お父さんに子どもの頃からずっと聞かされていた話がほら話だと思う青年の話。
私たちも聞いているときはこの人みたいに半信半疑だった。

だって「オーストラリアの南を航行していた時に甲板から釣りをしていたらペンギンがかかった」って話や
「アメリカの湾で急にアメリカの船が半旗を掲げたと思ったらケネディーが亡くなってた」って話や
「ああそう言えばクリスマスに教会に行ったことあるなあ」と言うのでどこでですか?と聞くと「サンフランシスコや」と言ったり
「スエズ運河を航行するときは河岸に兵隊がこっちを狙って並んでて怖かったぞ」って話
3回沈没して「アップアップしてる時にフカのヒレが足に当たるんや。」って話など
ね、一つ一つがものすごい話です。

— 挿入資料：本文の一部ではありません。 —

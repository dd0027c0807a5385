use crate::{frame_bridge, Camera, CameraAccess, CameraConfig, CameraError, Frame, FrameStream};
use spotter_base::Tensor;
use std::sync::atomic::{AtomicBool, Ordering};
use std::sync::Arc;
use std::thread::{self, JoinHandle};
use std::time::Duration;

/// Deterministic camera for tests and machines without capture hardware.
///
/// Produces either a scripted list of frames (in order, exactly once each)
/// or an endless procedural gradient. Honors the same access and lifecycle
/// contract as real hardware: a denied camera starts nothing and its stream
/// stays empty.
pub struct SyntheticCamera {
    config: CameraConfig,
    access: CameraAccess,
    script: Option<Vec<Tensor<u8>>>,
    frame_limit: Option<u64>,
    stream: Option<FrameStream>,
    stop_flag: Arc<AtomicBool>,
    thread_handle: Option<JoinHandle<()>>,
}

impl SyntheticCamera {
    pub fn new(config: CameraConfig) -> Self {
        Self {
            config,
            access: CameraAccess::Granted,
            script: None,
            frame_limit: None,
            stream: None,
            stop_flag: Arc::new(AtomicBool::new(false)),
            thread_handle: None,
        }
    }

    /// Override the access outcome (tests exercise the denied path this way).
    pub fn with_access(mut self, access: CameraAccess) -> Self {
        self.access = access;
        self
    }

    /// Produce exactly these frames, then end the stream.
    pub fn with_frames(mut self, frames: Vec<Tensor<u8>>) -> Self {
        self.script = Some(frames);
        self
    }

    /// Cap procedural generation at `limit` frames, then end the stream.
    pub fn with_frame_limit(mut self, limit: u64) -> Self {
        self.frame_limit = Some(limit);
        self
    }

    fn ensure_started(&mut self) -> Result<(), CameraError> {
        if self.stream.is_some() {
            return Ok(());
        }
        self.start()
    }

    fn generate(config: &CameraConfig, seq: u64) -> Tensor<u8> {
        let (w, h) = (config.width() as usize, config.height() as usize);
        let mut data = Vec::with_capacity(w * h * 3);
        for y in 0..h {
            for x in 0..w {
                data.push((x * 255 / w.max(1)) as u8);
                data.push((y * 255 / h.max(1)) as u8);
                data.push(seq as u8);
            }
        }
        // Shape and data length agree by construction.
        Tensor::new(vec![h, w, 3], data).expect("generated frame shape")
    }
}

impl Camera for SyntheticCamera {
    async fn recv(&mut self) -> Result<Frame, CameraError> {
        self.ensure_started()?;
        let stream = self
            .stream
            .as_mut()
            .ok_or_else(|| CameraError::Channel("stream not initialized".to_string()))?;
        stream.next().await.ok_or(CameraError::Stopped)
    }

    fn start(&mut self) -> Result<(), CameraError> {
        if self.stream.is_some() {
            return Ok(());
        }

        let (tx, rx) = frame_bridge(self.config.bridge_capacity());
        self.stream = Some(rx);

        if !self.access.is_granted() {
            // Dropping the sender right away leaves a stream that never
            // yields: the observable shape of denied access.
            log::info!("synthetic camera: access denied, producing no frames");
            drop(tx);
            return Ok(());
        }

        let config = self.config.clone();
        let script = self.script.take();
        let frame_limit = self.frame_limit;
        let stop_flag = self.stop_flag.clone();

        let handle = thread::spawn(move || {
            let interval = if config.fps() > 0 {
                Some(Duration::from_secs_f64(1.0 / config.fps() as f64))
            } else {
                None
            };
            let mut seq: u64 = 0;
            loop {
                if stop_flag.load(Ordering::Acquire) {
                    break;
                }
                let pixels = match &script {
                    Some(frames) => {
                        if seq as usize >= frames.len() {
                            break;
                        }
                        frames[seq as usize].clone()
                    }
                    None => {
                        if frame_limit.is_some_and(|limit| seq >= limit) {
                            break;
                        }
                        Self::generate(&config, seq)
                    }
                };
                if !tx.push(Frame::new(pixels, seq)) {
                    break;
                }
                seq += 1;
                if let Some(interval) = interval {
                    thread::sleep(interval);
                }
            }
        });
        self.thread_handle = Some(handle);
        Ok(())
    }

    fn stop(&mut self) {
        self.stop_flag.store(true, Ordering::Release);
        if let Some(handle) = self.thread_handle.take() {
            let _ = handle.join();
        }
    }
}

impl Drop for SyntheticCamera {
    fn drop(&mut self) {
        self.stop();
    }
}
use crate::{Backend, Device, InferError, ModelSource, Session};
use spotter_base::Tensor;
use std::collections::HashMap;

/// Deterministic built-in "model".
///
/// No weights, no runtime: the detection head reports grid cells whose
/// brightness variance clears a threshold, and the classification head
/// scores the dominant color channel. Same input, same output, every time.
/// Tests run against it, and so does the app when no model file is given.
pub struct HeuristicBackend;

impl HeuristicBackend {
    pub fn new() -> Self {
        Self
    }

    /// Class labels matching the classification head's score order.
    pub fn labels() -> Vec<String> {
        vec!["red".to_string(), "green".to_string(), "blue".to_string()]
    }
}

impl Default for HeuristicBackend {
    fn default() -> Self {
        Self::new()
    }
}

impl Backend for HeuristicBackend {
    fn name(&self) -> &str {
        "heuristic"
    }

    fn load_model(
        &self,
        _model: ModelSource,
        _device: Device,
    ) -> Result<Box<dyn Session>, InferError> {
        // Weights and device are irrelevant; any source loads.
        Ok(Box::new(HeuristicSession {
            input_names: vec!["image".to_string()],
            output_names: vec!["detections".to_string(), "scores".to_string()],
        }))
    }
}

/// Grid resolution of the detection head.
const GRID: usize = 4;

/// Brightness variance a cell must clear to count as an object.
const VARIANCE_THRESHOLD: f32 = 0.005;

pub struct HeuristicSession {
    input_names: Vec<String>,
    output_names: Vec<String>,
}

impl Session for HeuristicSession {
    fn run(
        &mut self,
        inputs: &[(&str, Tensor<f32>)],
    ) -> Result<HashMap<String, Tensor<f32>>, InferError> {
        let (name, image) = match inputs {
            [(name, image)] => (*name, image),
            _ => {
                return Err(InferError::Backend(format!(
                    "expected exactly one input, got {}",
                    inputs.len()
                )));
            }
        };
        if !self.input_names.iter().any(|n| n == name) {
            return Err(InferError::InvalidInput {
                name: name.to_string(),
                expected_names: self.input_names.clone(),
            });
        }
        if image.shape.len() != 4 || image.shape[0] != 1 || image.shape[1] != 3 {
            return Err(InferError::Shape(format!(
                "expected [1, 3, H, W] input, got {:?}",
                image.shape
            )));
        }

        let h = image.shape[2];
        let w = image.shape[3];
        let plane = h * w;

        let mut rows: Vec<f32> = Vec::new();
        let mut channel_sums = [0.0f32; 3];

        for cy in 0..GRID {
            for cx in 0..GRID {
                let y0 = cy * h / GRID;
                let y1 = (cy + 1) * h / GRID;
                let x0 = cx * w / GRID;
                let x1 = (cx + 1) * w / GRID;
                let count = ((y1 - y0) * (x1 - x0)).max(1) as f32;

                let mut sum = 0.0f32;
                let mut sum_sq = 0.0f32;
                let mut cell_channels = [0.0f32; 3];
                for y in y0..y1 {
                    for x in x0..x1 {
                        let idx = y * w + x;
                        let r = image.data[idx];
                        let g = image.data[plane + idx];
                        let b = image.data[2 * plane + idx];
                        cell_channels[0] += r;
                        cell_channels[1] += g;
                        cell_channels[2] += b;
                        let brightness = (r + g + b) / 3.0;
                        sum += brightness;
                        sum_sq += brightness * brightness;
                    }
                }

                let mean = sum / count;
                let variance = (sum_sq / count - mean * mean).max(0.0);
                if variance > VARIANCE_THRESHOLD {
                    let class = if cell_channels[0] >= cell_channels[1]
                        && cell_channels[0] >= cell_channels[2]
                    {
                        0.0
                    } else if cell_channels[1] >= cell_channels[2] {
                        1.0
                    } else {
                        2.0
                    };
                    let confidence = (variance * 20.0).min(1.0);
                    rows.extend_from_slice(&[
                        cx as f32 / GRID as f32,
                        cy as f32 / GRID as f32,
                        1.0 / GRID as f32,
                        1.0 / GRID as f32,
                        confidence,
                        class,
                    ]);
                }

                channel_sums[0] += cell_channels[0];
                channel_sums[1] += cell_channels[1];
                channel_sums[2] += cell_channels[2];
            }
        }

        let detections = Tensor::new(vec![rows.len() / 6, 6], rows)?;
        let total = (3 * plane) as f32;
        let scores = Tensor::new(
            vec![3],
            vec![
                channel_sums[0] / total,
                channel_sums[1] / total,
                channel_sums[2] / total,
            ],
        )?;

        let mut outputs = HashMap::new();
        outputs.insert("detections".to_string(), detections);
        outputs.insert("scores".to_string(), scores);
        Ok(outputs)
    }

    fn input_names(&self) -> &[String] {
        &self.input_names
    }

    fn output_names(&self) -> &[String] {
        &self.output_names
    }
}
use spotter_base::Tensor;
use std::sync::Arc;

/// One decoded camera frame.
///
/// Pixels are HWC RGB (`[height, width, 3]`) behind an `Arc`, so cloning a
/// frame is cheap: the bridge, the presentation state, and an in-flight
/// classification can all hold "the current frame" without copying pixels.
///
/// `seq` is the capture sequence number, assigned by the producing source in
/// capture order. The pipeline only ever cares about recency; there is no
/// other identity.
#[derive(Clone, Debug)]
pub struct Frame {
    pixels: Arc<Tensor<u8>>,
    seq: u64,
}

impl Frame {
    pub fn new(pixels: Tensor<u8>, seq: u64) -> Self {
        Self {
            pixels: Arc::new(pixels),
            seq,
        }
    }

    pub fn pixels(&self) -> &Tensor<u8> {
        &self.pixels
    }

    pub fn seq(&self) -> u64 {
        self.seq
    }

    pub fn width(&self) -> u32 {
        if self.pixels.shape.len() == 3 {
            self.pixels.shape[1] as u32
        } else {
            0
        }
    }

    pub fn height(&self) -> u32 {
        if self.pixels.shape.len() == 3 {
            self.pixels.shape[0] as u32
        } else {
            0
        }
    }
}

#[cfg(test)]
mod tests {
    use super::*;

    #[test]
    fn test_frame_dimensions() {
        let frame = Frame::new(Tensor::zeros(vec![480, 640, 3]).unwrap(), 7);
        assert_eq!(frame.width(), 640);
        assert_eq!(frame.height(), 480);
        assert_eq!(frame.seq(), 7);
    }

    #[test]
    fn test_clone_shares_pixels() {
        let frame = Frame::new(Tensor::zeros(vec![4, 4, 3]).unwrap(), 0);
        let copy = frame.clone();
        assert!(Arc::ptr_eq(&frame.pixels, &copy.pixels));
    }
}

それを淡々と語る。
少年兵で何の訓練もされないでいきなり軍艦に乗せられて厳しい規律に絶えないと行けなくて
機関銃をいきなり持たされて銃撃戦で誤って暴発してたいへんな事になった話など。

どれもこれも私たちからしたらおとぎ話のようなお話だ。
私はそれを数年間毎週のように聴いた。
その時はハンドワークも今ほど盛んじゃなかったからあるときは私と艦長二人でずっと過ごした事もある。
それが最少人数。

毎回「じゃあまた来週!」って言って帰って行って、また次の時は初めて来たみたいに現れる。
そんな不思議な時を過ごした。
艦長は小さなお爺さん。断酒後はお酒も飲まず、規則正しい生活をずっと続けていた。断酒会や体験談に参加しないので有名。
時々思う。あの人はもしかして妖精だったんじゃないかしら?って。
それくらい異次元の人でした。

みんなで時々懐かしんでいます。艦長どうしてるかな?って。

来なくなってから相当年月が経ってるから、こっちにいるのかあっちにいるのかそれはわからない。
それでもみんなで懐かしんでいます。
普通に会話は出来なかったけど、私たちはあったかい絆で繋がってたと思う。
そんな人たちが何人もいます。

「私の職場では一年に知ってる人が何人も亡くなったりする。」と言うと
それはたいへんな所だね、って言われる。
でもそれは本当だから仕方ないし、平気かって言われたらそうではないけど受け入れる体制は出来ている。
そしてそう言うのを繰り返しているとなんだか向こうの世界とこっちの世界が結構繋がってる気もする。
いないけどいる。みたいな。
今日も艦長と一緒に素敵な時間を過ごせたのかもしれない。
あっちからメッセージを貰ったり、こっちから温かい声援を送ったりできる気がする。それは生きてても亡くなってても。

会えなくなった人たち、どこにいたとしても幸せであったかく明るく暮らしてて欲しいなあと思います。そしていつかまた会いましょう!再会を楽しみにしています。